The Man Who *Didn't* Solve The Market

What are we doing here ?

Yeah, so recently I’ve been reading “The Man Who Solved The Market” by Gregory Zuckerman. Fun book about Jim Simons and his famously cracked Renaissance Technologies hedge fund. Unfortunately, it didn’t make me better at trading lol

HL
Use my ref link👽

BUT it motivated me to learn more about some of the maths they used. Notably, Markov chains are mentioned a few times, first in the context of the IDA, the (top-secret) Institute for Defense Analyses, where Simons worked before starting his fund and was free to pursue his own research while trying to crack the Russian codes. He published a paper about predicting stock prices using Markov chains.

Here is what Zuckerman says about it:

Simons and the code-breakers proposed a similar approach to predicting stock prices, relying on a sophisticated mathematical tool called a hidden Markov model. Just as a gambler might guess an opponent’s mood based on his or her decisions, an investor might deduce a market’s state from its price movements. Simons’s paper was crude, even for the late 1960s. He and his colleagues made some naive assumptions, such as that trades could be made “under ideal conditions,” which included no trading costs, even though the model required heavy, daily trading. Still, the paper can be seen as something of a trailblazer.

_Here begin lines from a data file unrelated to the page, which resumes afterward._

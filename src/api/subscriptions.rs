/// Subscription toggle and projections
use crate::{
    api::ApiResponse,
    auth::AuthContext,
    context::AppContext,
    db::account::AccountSummary,
    error::AppResult,
    relationship::{EdgeKind, ToggleState},
};
use axum::{
    extract::{Path, State},
    routing::{get, post},
    Router,
};
use serde::Serialize;

/// Build subscription routes
pub fn routes() -> Router<AppContext> {
    Router::new()
        .route("/subscriptions/:channel_id", post(toggle_subscription))
        .route(
            "/subscriptions/:channel_id/subscribers",
            get(channel_subscribers),
        )
        .route(
            "/subscriptions/user/:subscriber_id/channels",
            get(subscribed_channels),
        )
}

#[derive(Debug, Serialize)]
#[serde(rename_all = "camelCase")]
pub struct SubscriptionToggled {
    pub state: ToggleState,
    pub is_subscribed: bool,
}

async fn toggle_subscription(
    State(ctx): State<AppContext>,
    auth: AuthContext,
    Path(channel_id): Path<String>,
) -> AppResult<ApiResponse<SubscriptionToggled>> {
    let state = ctx
        .relationships
        .toggle(auth.account_id(), EdgeKind::Subscription, &channel_id)
        .await?;
    let message = match state {
        ToggleState::Created => "Subscribed successfully",
        ToggleState::Removed => "Unsubscribed successfully",
    };
    Ok(ApiResponse::ok(
        SubscriptionToggled {
            state,
            is_subscribed: state.is_active(),
        },
        message,
    ))
}

async fn channel_subscribers(
    State(ctx): State<AppContext>,
    Path(channel_id): Path<String>,
) -> AppResult<ApiResponse<Vec<AccountSummary>>> {
    let subscribers = ctx.relationships.subscribers(&channel_id).await?;
    Ok(ApiResponse::ok(subscribers, "Subscribers fetched successfully"))
}

async fn subscribed_channels(
    State(ctx): State<AppContext>,
    Path(subscriber_id): Path<String>,
) -> AppResult<ApiResponse<Vec<AccountSummary>>> {
    let channels = ctx
        .relationships
        .subscribed_channels(&subscriber_id)
        .await?;
    Ok(ApiResponse::ok(
        channels,
        "Subscribed channels fetched successfully",
    ))
}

Also, one of his early associate, Lenny Baum, was the co-author of the Baum-Welch algorithm, a method for training hidden Markov models.

OK. That’s 2 instances. That’s more than enough justification to write a refresher on Markov chains and hidden Markov chains and try to implement some of the concepts in Python.

Markov Chains ?

It’s just a sequence of random variables where the probability of each variable depends only on the state attained by the previous variable (this is called the Markov property). That’s a big assumption. Formally, if we note the states of the system as \(X_{0}, X_{1}, X_{2}, \ldots\), the Markov property states that for all \(n \geq 0\) we have: \(P(X_{n+1} | X_{n}, X_{n-1}, \ldots, X_{0}) = P(X_{n+1}| X_{n})\)

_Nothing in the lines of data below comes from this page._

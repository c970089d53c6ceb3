/// Playlist endpoints
use crate::{
    api::{ApiResponse, AppJson},
    auth::{AuthContext, OptionalAuthContext},
    content::playlist::{CreatePlaylistRequest, UpdatePlaylistRequest},
    context::AppContext,
    db::models::{Playlist, PlaylistDetails},
    error::AppResult,
    listing::{ListQuery, Page},
};
use axum::{
    extract::{Path, Query, State},
    routing::{get, post},
    Router,
};
use serde_json::{json, Value};

/// Build playlist routes
pub fn routes() -> Router<AppContext> {
    Router::new()
        .route("/playlists", post(create_playlist))
        .route("/playlists/user/:user_id", get(list_user_playlists))
        .route(
            "/playlists/:playlist_id",
            get(get_playlist)
                .patch(update_playlist)
                .delete(delete_playlist),
        )
        .route(
            "/playlists/:playlist_id/videos/:video_id",
            post(add_video).delete(remove_video),
        )
}

async fn create_playlist(
    State(ctx): State<AppContext>,
    auth: AuthContext,
    AppJson(req): AppJson<CreatePlaylistRequest>,
) -> AppResult<ApiResponse<Playlist>> {
    let playlist = ctx.playlists.create(auth.account_id(), req).await?;
    Ok(ApiResponse::created(playlist, "Playlist created successfully"))
}

async fn list_user_playlists(
    State(ctx): State<AppContext>,
    Path(user_id): Path<String>,
    Query(query): Query<ListQuery>,
) -> AppResult<ApiResponse<Page<Playlist>>> {
    let pagination = query.pagination(&ctx.config.listing);
    let page = ctx.playlists.list_for_user(&user_id, pagination).await?;
    Ok(ApiResponse::ok(page, "User playlists fetched successfully"))
}

async fn get_playlist(
    State(ctx): State<AppContext>,
    viewer: OptionalAuthContext,
    Path(playlist_id): Path<String>,
) -> AppResult<ApiResponse<PlaylistDetails>> {
    let playlist = ctx
        .playlists
        .get(&playlist_id, viewer.account_id())
        .await?;
    Ok(ApiResponse::ok(playlist, "Playlist fetched successfully"))
}

async fn update_playlist(
    State(ctx): State<AppContext>,
    auth: AuthContext,
    Path(playlist_id): Path<String>,
    AppJson(req): AppJson<UpdatePlaylistRequest>,
) -> AppResult<ApiResponse<Playlist>> {
    let playlist = ctx
        .playlists
        .update(&auth.account, &playlist_id, req)
        .await?;
    Ok(ApiResponse::ok(playlist, "Playlist updated successfully"))
}

async fn delete_playlist(
    State(ctx): State<AppContext>,
    auth: AuthContext,
    Path(playlist_id): Path<String>,
) -> AppResult<ApiResponse<Value>> {
    ctx.playlists.delete(&auth.account, &playlist_id).await?;
    Ok(ApiResponse::ok(json!({}), "Playlist deleted successfully"))
}

async fn add_video(
    State(ctx): State<AppContext>,
    auth: AuthContext,
    Path((playlist_id, video_id)): Path<(String, String)>,
) -> AppResult<ApiResponse<PlaylistDetails>> {
    let playlist = ctx
        .playlists
        .add_video(&auth.account, &playlist_id, &video_id)
        .await?;
    Ok(ApiResponse::ok(playlist, "Video added to playlist"))
}

async fn remove_video(
    State(ctx): State<AppContext>,
    auth: AuthContext,
    Path((playlist_id, video_id)): Path<(String, String)>,
) -> AppResult<ApiResponse<PlaylistDetails>> {
    let playlist = ctx
        .playlists
        .remove_video(&auth.account, &playlist_id, &video_id)
        .await?;
    Ok(ApiResponse::ok(playlist, "Video removed from playlist"))
}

A Markov chain is usually represented by a graph :

mchain
Each node is a possible state and each edge represents the transition probability.

And is entirely described by 3 components: an initial probability distribution \(\pi\), a transition probability matrix \(A\) where each \(a_{ij}\) represents the probability of moving from state \(i\) to state \(j\) and a list \(Q\) of possible states \(q_1 \ldots q_n\).

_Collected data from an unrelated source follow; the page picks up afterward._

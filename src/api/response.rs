/// Success envelope shared by every endpoint
use axum::{
    http::StatusCode,
    response::{IntoResponse, Response},
    Json,
};
use serde::{Deserialize, Serialize};

/// `{statusCode, data, message, success}`
#[derive(Debug, Serialize, Deserialize)]
#[serde(rename_all = "camelCase")]
pub struct ApiResponse<T> {
    pub status_code: u16,
    pub data: T,
    pub message: String,
    pub success: bool,
}

impl<T: Serialize> ApiResponse<T> {
    pub fn new(status: StatusCode, data: T, message: impl Into<String>) -> Self {
        Self {
            status_code: status.as_u16(),
            data,
            message: message.into(),
            success: status.is_success(),
        }
    }

    pub fn ok(data: T, message: impl Into<String>) -> Self {
        Self::new(StatusCode::OK, data, message)
    }

    pub fn created(data: T, message: impl Into<String>) -> Self {
        Self::new(StatusCode::CREATED, data, message)
    }
}

impl<T: Serialize> IntoResponse for ApiResponse<T> {
    fn into_response(self) -> Response {
        let status = StatusCode::from_u16(self.status_code).unwrap_or(StatusCode::OK);
        (status, Json(self)).into_response()
    }
}
/// Playlist manager
use crate::{
    auth::{authorize_mutation, OwnedResource},
    content::{optional, required},
    db::{
        self,
        account::{Account, AccountRole},
        models::{Playlist, PlaylistDetails, Video},
    },
    error::{AppError, AppResult},
    listing::{self, Filter, ListingSpec, Page, Pagination, Sort},
};
use chrono::Utc;
use serde::{Deserialize, Serialize};
use sqlx::SqlitePool;
use uuid::Uuid;

impl OwnedResource for Playlist {
    const KIND: &'static str = "playlist";
    const OVERRIDE_ROLES: &'static [AccountRole] = &[];

    fn owner_id(&self) -> &str {
        &self.owner_id
    }
}

const PLAYLIST_COLUMNS: &str = "id, owner_id, name, description, created_at, updated_at";

#[derive(Debug, Clone, Serialize, Deserialize)]
pub struct CreatePlaylistRequest {
    pub name: String,
    pub description: String,
}

#[derive(Debug, Clone, Default, Serialize, Deserialize)]
pub struct UpdatePlaylistRequest {
    pub name: Option<String>,
    pub description: Option<String>,
}

/// Playlist manager service
pub struct PlaylistManager {
    db: SqlitePool,
}

impl PlaylistManager {
    pub fn new(db: SqlitePool) -> Self {
        Self { db }
    }

    pub async fn create(&self, owner_id: &str, req: CreatePlaylistRequest) -> AppResult<Playlist> {
        let now = Utc::now();
        let playlist = Playlist {
            id: Uuid::new_v4().to_string(),
            owner_id: owner_id.to_string(),
            name: required(&req.name, "name")?,
            description: required(&req.description, "description")?,
            created_at: now,
            updated_at: now,
        };

        sqlx::query(
            "INSERT INTO playlist (id, owner_id, name, description, created_at, updated_at)
             VALUES (?1, ?2, ?3, ?4, ?5, ?5)",
        )
        .bind(&playlist.id)
        .bind(&playlist.owner_id)
        .bind(&playlist.name)
        .bind(&playlist.description)
        .bind(now)
        .execute(&self.db)
        .await?;

        tracing::info!("Playlist {} created by {}", playlist.id, owner_id);
        Ok(playlist)
    }

    /// A user's playlists, newest first
    pub async fn list_for_user(
        &self,
        user_id: &str,
        pagination: Pagination,
    ) -> AppResult<Page<Playlist>> {
        let exists: bool = sqlx::query_scalar("SELECT EXISTS(SELECT 1 FROM account WHERE id = ?1)")
            .bind(user_id)
            .fetch_one(&self.db)
            .await?;
        if !exists {
            return Err(AppError::NotFound("User not found".to_string()));
        }

        let spec = ListingSpec {
            select: PLAYLIST_COLUMNS,
            from: "playlist",
            tiebreak: "rowid",
            filters: vec![Filter::Equals {
                column: "owner_id",
                value: user_id.to_string(),
            }],
            sort: Sort::desc("created_at"),
        };

        listing::list(&self.db, &spec, pagination).await
    }

    pub async fn load(&self, id: &str) -> AppResult<Playlist> {
        sqlx::query_as::<_, Playlist>(&format!(
            "SELECT {} FROM playlist WHERE id = ?1",
            PLAYLIST_COLUMNS
        ))
        .bind(id)
        .fetch_optional(&self.db)
        .await?
        .ok_or_else(|| AppError::NotFound("Playlist not found".to_string()))
    }

    /// Playlist with its videos in the order they were added
    ///
    /// Members that were deleted are skipped, drafts only show for their owner.
    pub async fn get(&self, id: &str, viewer_id: Option<&str>) -> AppResult<PlaylistDetails> {
        let playlist = self.load(id).await?;

        let videos = sqlx::query_as::<_, Video>(
            "SELECT v.id, v.owner_id, v.title, v.description, v.video_file, v.thumbnail,
                    v.duration, v.views, v.is_published, v.created_at, v.updated_at
             FROM playlist_video pv
             JOIN video v ON v.id = pv.video_id
             WHERE pv.playlist_id = ?1 AND (v.is_published = 1 OR v.owner_id = ?2)
             ORDER BY pv.position",
        )
        .bind(id)
        .bind(viewer_id)
        .fetch_all(&self.db)
        .await?;

        Ok(PlaylistDetails { playlist, videos })
    }

    pub async fn update(
        &self,
        account: &Account,
        id: &str,
        req: UpdatePlaylistRequest,
    ) -> AppResult<Playlist> {
        let playlist = self.load(id).await?;
        authorize_mutation(account, &playlist)?;

        let name = optional(req.name.as_deref(), "name")?;
        let description = optional(req.description.as_deref(), "description")?;
        if name.is_none() && description.is_none() {
            return Err(AppError::Validation(
                "Nothing to update: provide name or description".to_string(),
            ));
        }

        sqlx::query(
            "UPDATE playlist
             SET name = COALESCE(?1, name), description = COALESCE(?2, description), updated_at = ?3
             WHERE id = ?4",
        )
        .bind(&name)
        .bind(&description)
        .bind(Utc::now())
        .bind(id)
        .execute(&self.db)
        .await?;

        self.load(id).await
    }

    pub async fn delete(&self, account: &Account, id: &str) -> AppResult<()> {
        let playlist = self.load(id).await?;
        authorize_mutation(account, &playlist)?;

        sqlx::query("DELETE FROM playlist WHERE id = ?1")
            .bind(id)
            .execute(&self.db)
            .await?;

        tracing::info!("Playlist {} deleted by {}", id, account.id);
        Ok(())
    }

    /// Append a video; adding a member twice is a conflict and changes nothing
    pub async fn add_video(
        &self,
        account: &Account,
        playlist_id: &str,
        video_id: &str,
    ) -> AppResult<PlaylistDetails> {
        let playlist = self.load(playlist_id).await?;
        authorize_mutation(account, &playlist)?;

        let video_exists: bool =
            sqlx::query_scalar("SELECT EXISTS(SELECT 1 FROM video WHERE id = ?1)")
                .bind(video_id)
                .fetch_one(&self.db)
                .await?;
        if !video_exists {
            return Err(AppError::NotFound("Video not found".to_string()));
        }

        let inserted = sqlx::query(
            "INSERT INTO playlist_video (playlist_id, video_id, position, added_at)
             SELECT ?1, ?2, COALESCE(MAX(position), 0) + 1, ?3
             FROM playlist_video WHERE playlist_id = ?1",
        )
        .bind(playlist_id)
        .bind(video_id)
        .bind(Utc::now())
        .execute(&self.db)
        .await;

        match inserted {
            Ok(_) => {}
            Err(e) if db::is_unique_violation(&e) => {
                return Err(AppError::Conflict(
                    "Video already exists in playlist".to_string(),
                ))
            }
            Err(e) => return Err(e.into()),
        }

        tracing::info!("Video {} added to playlist {}", video_id, playlist_id);
        self.get(playlist_id, Some(&account.id)).await
    }

    /// Remove a member video; removing a non-member is rejected
    pub async fn remove_video(
        &self,
        account: &Account,
        playlist_id: &str,
        video_id: &str,
    ) -> AppResult<PlaylistDetails> {
        let playlist = self.load(playlist_id).await?;
        authorize_mutation(account, &playlist)?;

        let removed = sqlx::query("DELETE FROM playlist_video WHERE playlist_id = ?1 AND video_id = ?2")
            .bind(playlist_id)
            .bind(video_id)
            .execute(&self.db)
            .await?;

        if removed.rows_affected() == 0 {
            return Err(AppError::Validation(
                "Video does not exist in playlist".to_string(),
            ));
        }

        tracing::info!("Video {} removed from playlist {}", video_id, playlist_id);
        self.get(playlist_id, Some(&account.id)).await
    }
}

#[cfg(test)]
mod tests {
    use super::*;
    use crate::{
        account::test_support::create_account,
        content::video::{test_support::create_request, VideoManager},
    };

    async fn account(pool: &SqlitePool, id: &str) -> Account {
        sqlx::query_as::<_, Account>("SELECT * FROM account WHERE id = ?1")
            .bind(id)
            .fetch_one(pool)
            .await
            .unwrap()
    }

    fn new_playlist(name: &str) -> CreatePlaylistRequest {
        CreatePlaylistRequest {
            name: name.to_string(),
            description: format!("{} collection", name),
        }
    }

    #[tokio::test]
    async fn test_create_requires_name_and_description() {
        let pool = db::test_pool().await;
        let owner = create_account(&pool, "owner").await;
        let playlists = PlaylistManager::new(pool.clone());

        let mut req = new_playlist("mix");
        req.description = " ".to_string();
        assert!(matches!(
            playlists.create(&owner, req).await.unwrap_err(),
            AppError::Validation(_)
        ));
        assert_eq!(playlists.create(&owner, new_playlist("mix")).await.unwrap().name, "mix");
    }

    #[tokio::test]
    async fn test_membership_order_duplicates_and_removal() {
        let pool = db::test_pool().await;
        let owner_id = create_account(&pool, "owner").await;
        let owner = account(&pool, &owner_id).await;
        let videos = VideoManager::new(pool.clone());
        let a = videos.create(&owner_id, create_request("a")).await.unwrap();
        let b = videos.create(&owner_id, create_request("b")).await.unwrap();
        let playlists = PlaylistManager::new(pool.clone());
        let playlist = playlists.create(&owner_id, new_playlist("mix")).await.unwrap();

        playlists.add_video(&owner, &playlist.id, &b.id).await.unwrap();
        let details = playlists.add_video(&owner, &playlist.id, &a.id).await.unwrap();
        let ids: Vec<_> = details.videos.iter().map(|v| v.id.as_str()).collect();
        assert_eq!(ids, [b.id.as_str(), a.id.as_str()]);

        assert!(matches!(
            playlists.add_video(&owner, &playlist.id, &a.id).await.unwrap_err(),
            AppError::Conflict(_)
        ));
        assert_eq!(playlists.get(&playlist.id, None).await.unwrap().videos.len(), 2);

        assert!(matches!(
            playlists.add_video(&owner, &playlist.id, "missing").await.unwrap_err(),
            AppError::NotFound(_)
        ));

        let details = playlists.remove_video(&owner, &playlist.id, &b.id).await.unwrap();
        assert_eq!(details.videos.len(), 1);
        assert!(matches!(
            playlists.remove_video(&owner, &playlist.id, &b.id).await.unwrap_err(),
            AppError::Validation(_)
        ));
    }

    #[tokio::test]
    async fn test_deleted_member_is_skipped() {
        let pool = db::test_pool().await;
        let owner_id = create_account(&pool, "owner").await;
        let owner = account(&pool, &owner_id).await;
        let videos = VideoManager::new(pool.clone());
        let a = videos.create(&owner_id, create_request("a")).await.unwrap();
        let playlists = PlaylistManager::new(pool.clone());
        let playlist = playlists.create(&owner_id, new_playlist("mix")).await.unwrap();
        playlists.add_video(&owner, &playlist.id, &a.id).await.unwrap();

        videos.delete(&owner, &a.id).await.unwrap();
        assert!(playlists.get(&playlist.id, None).await.unwrap().videos.is_empty());
    }

    #[tokio::test]
    async fn test_mutations_are_owner_only() {
        let pool = db::test_pool().await;
        let owner_id = create_account(&pool, "owner").await;
        let admin_id = create_account(&pool, "admin").await;
        sqlx::query("UPDATE account SET role = 'admin' WHERE id = ?1")
            .bind(&admin_id)
            .execute(&pool)
            .await
            .unwrap();
        let admin = account(&pool, &admin_id).await;
        let owner = account(&pool, &owner_id).await;
        let video = VideoManager::new(pool.clone())
            .create(&admin_id, create_request("a"))
            .await
            .unwrap();
        let playlists = PlaylistManager::new(pool.clone());
        let playlist = playlists.create(&owner_id, new_playlist("mix")).await.unwrap();

        let rename = UpdatePlaylistRequest {
            name: Some("renamed".to_string()),
            description: None,
        };
        assert!(matches!(
            playlists.update(&admin, &playlist.id, rename.clone()).await.unwrap_err(),
            AppError::Forbidden(_)
        ));
        assert!(matches!(
            playlists.add_video(&admin, &playlist.id, &video.id).await.unwrap_err(),
            AppError::Forbidden(_)
        ));
        assert!(matches!(
            playlists.delete(&admin, &playlist.id).await.unwrap_err(),
            AppError::Forbidden(_)
        ));

        assert_eq!(
            playlists.update(&owner, &playlist.id, rename).await.unwrap().name,
            "renamed"
        );
        playlists.delete(&owner, &playlist.id).await.unwrap();
        assert!(matches!(
            playlists.get(&playlist.id, None).await.unwrap_err(),
            AppError::NotFound(_)
        ));
    }

    #[tokio::test]
    async fn test_list_for_user() {
        let pool = db::test_pool().await;
        let owner = create_account(&pool, "owner").await;
        let playlists = PlaylistManager::new(pool.clone());
        for name in ["one", "two", "three"] {
            playlists.create(&owner, new_playlist(name)).await.unwrap();
        }

        let page = playlists
            .list_for_user(&owner, Pagination { page: 1, page_size: 2 })
            .await
            .unwrap();
        assert_eq!(page.total_count, 3);
        assert_eq!(page.items[0].name, "three");
        assert!(playlists.list_for_user("ghost", Pagination::default()).await.is_err());
    }
}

If we circle back to our example, the list of our possible states is \(Q = \{HOT, COLD, WARM\}\), the initial probability distribution could be \(\pi = [0.1, 0.7, 0.2]\) and, by reading the graph, the transition matrix \(A\) would be then:

\(A = \begin{pmatrix} P(\text{HOT} \rightarrow \text{HOT}) & P(\text{HOT} \rightarrow \text{COLD}) & P(\text{HOT} \rightarrow \text{WARM}) \\ P(\text{COLD} \rightarrow \text{HOT}) & P(\text{COLD} \rightarrow \text{COLD}) & P(\text{COLD} \rightarrow \text{WARM}) \\ P(\text{WARM} \rightarrow \text{HOT}) & P(\text{WARM} \rightarrow \text{COLD}) & P(\text{WARM} \rightarrow \text{WARM}) \end{pmatrix}\) \(A = \begin{pmatrix} 0.6 & 0.1 & 0.3 \\ 0.1 & 0.8 & 0.1 \\ 0.3 & 0.1 & 0.6 \end{pmatrix}\)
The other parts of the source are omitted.